Para todos aqueles que se dedicam ao estudo da economia da felicidade, Portugal constitui um excelente estudo de caso.

Longe vão os tempos que em que vivíamos entregues ao nosso triste fado, nas mãos de uma troika sedenta de cortes e restrições, liderados pela dupla Passos/Cavaco que nos alertava diariamente para a necessidade de apertarmos o cinto e que nos dizia para nos deixarmos de pieguices.

O momento do “ai aguenta, aguenta” já lá vai. O défice, o desemprego, os cortes de salários e pensões, as sobretaxas, os aumentos colossais de impostos, as greves, os sacrifícios ficaram definitivamente para trás. A economia da tristeza foi substituída pela economia da felicidade.

Entregues nas mãos do duo dinâmico Costa/Marcelo, os portugueses não têm mais espaço para lamentos. O défice encolheu, o desemprego diminuiu significativamente, os salários e as pensões foram repostos, as sobretaxas estão a caminho de ser eliminadas, o salário mínimo aumentou, os impostos diretos desceram, os grevistas deixaram de ter razões para sair à rua, os sacrifícios já não fazem parte do quotidiano da maioria dos portugueses.

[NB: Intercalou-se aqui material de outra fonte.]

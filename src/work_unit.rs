//! Input discovery and the per-file work unit descriptor.

use std::{
    fmt, fs,
    path::{Path, PathBuf},
};

use thiserror::Error;

/// Sequence-file extensions accepted as input (compared case-insensitively).
pub const SEQUENCE_EXTENSIONS: &[&str] = &["fasta", "fa", "faa", "fas", "a3m"];

/// Errors raised while enumerating input files.
#[derive(Debug, Error)]
pub enum DiscoveryError {
    #[error("Input path {0} does not exist")]
    Missing(PathBuf),
    #[error("Input file {0} does not have a recognized sequence extension")]
    UnsupportedFile(PathBuf),
    #[error("Input file {0} has no usable file name")]
    Unnamed(PathBuf),
    #[error("Failed to read input directory {path}: {source}")]
    ReadDir {
        path: PathBuf,
        source: std::io::Error,
    },
}

/// Progress of a unit through the pipeline.
#[derive(Debug, Clone, Copy, PartialEq, Eq, PartialOrd, Ord)]
pub enum UnitStatus {
    Pending,
    SearchDone,
    PredictDone,
    Archived,
}

impl UnitStatus {
    pub const fn is_terminal(self) -> bool {
        matches!(self, Self::Archived)
    }

    pub const fn as_str(self) -> &'static str {
        match self {
            Self::Pending => "pending",
            Self::SearchDone => "search-done",
            Self::PredictDone => "predict-done",
            Self::Archived => "archived",
        }
    }
}

impl fmt::Display for UnitStatus {
    fn fmt(&self, f: &mut fmt::Formatter<'_>) -> fmt::Result {
        f.write_str(self.as_str())
    }
}

/// One input sequence file being driven through the pipeline.
#[derive(Debug, Clone, PartialEq, Eq)]
pub struct WorkUnit {
    /// File stem of the input, used to name every artifact of the unit.
    pub id: String,
    pub source: PathBuf,
    pub status: UnitStatus,
}

impl WorkUnit {
    /// Build a unit from an input path, deriving the id from the file stem.
    pub fn from_path(path: &Path) -> Result<Self, DiscoveryError> {
        let id = path
            .file_stem()
            .and_then(|stem| stem.to_str())
            .filter(|stem| !matches!(*stem, "" | "." | ".."))
            .ok_or_else(|| DiscoveryError::Unnamed(path.to_path_buf()))?;
        Ok(Self {
            id: id.to_string(),
            source: path.to_path_buf(),
            status: UnitStatus::Pending,
        })
    }

    /// Move to `next`; status never goes backwards.
    pub fn advance(&mut self, next: UnitStatus) {
        if next > self.status {
            self.status = next;
        }
    }
}

/// Whether `path` carries one of [`SEQUENCE_EXTENSIONS`].
pub fn is_sequence_file(path: &Path) -> bool {
    path.extension()
        .and_then(|ext| ext.to_str())
        .is_some_and(|ext| {
            SEQUENCE_EXTENSIONS
                .iter()
                .any(|known| ext.eq_ignore_ascii_case(known))
        })
}

/// Enumerate work units from a single file or a directory (non-recursive).
///
/// Directory entries are filtered by extension, hidden files are skipped, and
/// the result is sorted by file name.
pub fn discover_units(input: &Path) -> Result<Vec<WorkUnit>, DiscoveryError> {
    let meta = fs::metadata(input).map_err(|_| DiscoveryError::Missing(input.to_path_buf()))?;
    if meta.is_file() {
        if !is_sequence_file(input) {
            return Err(DiscoveryError::UnsupportedFile(input.to_path_buf()));
        }
        return Ok(vec![WorkUnit::from_path(input)?]);
    }

    let read_err = |source| DiscoveryError::ReadDir {
        path: input.to_path_buf(),
        source,
    };
    let mut paths = Vec::new();
    for entry in fs::read_dir(input).map_err(read_err)? {
        let entry = entry.map_err(read_err)?;
        let path = entry.path();
        let hidden = entry.file_name().to_string_lossy().starts_with('.');
        if hidden || !path.is_file() || !is_sequence_file(&path) {
            continue;
        }
        paths.push(path);
    }
    paths.sort();

    let mut units = Vec::with_capacity(paths.len());
    for path in paths {
        let unit = WorkUnit::from_path(&path)?;
        if units.iter().any(|seen: &WorkUnit| seen.id == unit.id) {
            tracing::warn!(
                "Skipping {}: another input already maps to unit id {}",
                path.display(),
                unit.id
            );
            continue;
        }
        units.push(unit);
    }
    Ok(units)
}

#[cfg(test)]
mod tests {
    use super::*;
    use tempfile::tempdir;

    #[test]
    fn id_strips_only_the_last_extension() {
        let unit = WorkUnit::from_path(Path::new("/in/complex.v2.fasta")).unwrap();
        assert_eq!(unit.id, "complex.v2");
        assert_eq!(unit.status, UnitStatus::Pending);
    }

    #[test]
    fn dot_stems_are_rejected() {
        let dir = tempdir().unwrap();
        let dotted = dir.path().join("..fasta");
        fs::write(&dotted, ">x\nA\n").unwrap();

        assert!(matches!(
            WorkUnit::from_path(&dotted),
            Err(DiscoveryError::Unnamed(_))
        ));
        assert!(matches!(
            discover_units(&dotted),
            Err(DiscoveryError::Unnamed(_))
        ));
        assert!(matches!(
            WorkUnit::from_path(Path::new("/in/...fa")),
            Err(DiscoveryError::Unnamed(_))
        ));
    }

    #[test]
    fn discovers_sorted_sequence_files_only() {
        let dir = tempdir().unwrap();
        for name in ["b.fasta", "a.FA", "notes.txt", ".hidden.fasta", "c.a3m"] {
            fs::write(dir.path().join(name), ">x\nAAA\n").unwrap();
        }
        fs::create_dir(dir.path().join("nested.fasta")).unwrap();

        let units = discover_units(dir.path()).unwrap();
        let ids = units.iter().map(|u| u.id.as_str()).collect::<Vec<_>>();
        assert_eq!(ids, vec!["a", "b", "c"]);
    }

    #[test]
    fn duplicate_stems_keep_the_first_file() {
        let dir = tempdir().unwrap();
        fs::write(dir.path().join("x.fa"), ">x\nA\n").unwrap();
        fs::write(dir.path().join("x.fasta"), ">x\nA\n").unwrap();

        let units = discover_units(dir.path()).unwrap();
        assert_eq!(units.len(), 1);
        assert_eq!(units[0].source, dir.path().join("x.fa"));
    }

    #[test]
    fn single_file_input_must_have_known_extension() {
        let dir = tempdir().unwrap();
        let good = dir.path().join("one.fasta");
        let bad = dir.path().join("one.txt");
        fs::write(&good, ">x\nA\n").unwrap();
        fs::write(&bad, ">x\nA\n").unwrap();

        assert_eq!(discover_units(&good).unwrap().len(), 1);
        assert!(matches!(
            discover_units(&bad),
            Err(DiscoveryError::UnsupportedFile(_))
        ));
        assert!(matches!(
            discover_units(&dir.path().join("missing")),
            Err(DiscoveryError::Missing(_))
        ));
    }

    #[test]
    fn status_only_moves_forward() {
        let mut unit = WorkUnit::from_path(Path::new("a.fasta")).unwrap();
        unit.advance(UnitStatus::PredictDone);
        unit.advance(UnitStatus::SearchDone);
        assert_eq!(unit.status, UnitStatus::PredictDone);
        unit.advance(UnitStatus::Archived);
        assert!(unit.status.is_terminal());
    }
}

Com o reinado da geringonça, o sorriso voltou a estar estampado no rosto dos portugueses. Desde então, já registámos proezas nunca antes alcançadas. Ganhámos o Europeu de futebol, com Ronaldo a ser eleito melhor futebolista do mundo; vencemos o festival da eurovisão, na voz do hoje nosso Salvador; temos em Guterres, o amigo de Angelina Jolie, o secretário-geral das Nações Unidas; e o Benfica alcançou um inédito tetracampeonato. A par disso, Telma Monteiro obteve uma medalha de bronze nos Jogos Olímpicos, Miguel Oliveira é hoje um piloto de topo no Moto2, Cristiano Ronaldo passou a ter um aeroporto e um busto, sendo imortalizado pelo agora famoso artista plástico Emanuel Santos, Joana Vasconcelos continua a fazer obras gigantes, como um supergalo de Barcelos e um megaterço, e o Papa visitou Portugal, tendo canonizado Francisco e Jacinta.

Apesar das agências de rating, maioritariamente, ainda nos colocarem no lixo, a economia portuguesa encontra-se em rota de crescimento acelerado, com o PIB a aumentar 2,8% no primeiro trimestre de 2017 face ao mesmo período do ano passado, alcançando o desempenho trimestral homólogo mais positivo dos últimos dez anos.

Para todos aqueles que se dedicam ao estudo da economia da felicidade, que analisa a evolução positiva ou negativa do bem-estar, da qualidade de vida, da satisfação de vida e de conceitos relacionados, combinando economia com psicologia e sociologia, Portugal constitui um excelente estudo de caso.

No entanto, importa atentar aos conselhos de Nietzsche, para quem “a felicidade é frágil e volátil, pois só é possível senti-la em certos momentos. Na verdade, se pudéssemos vivenciá-la de forma ininterrupta, ela perderia o valor, uma vez que só percebemos que somos felizes por comparação”.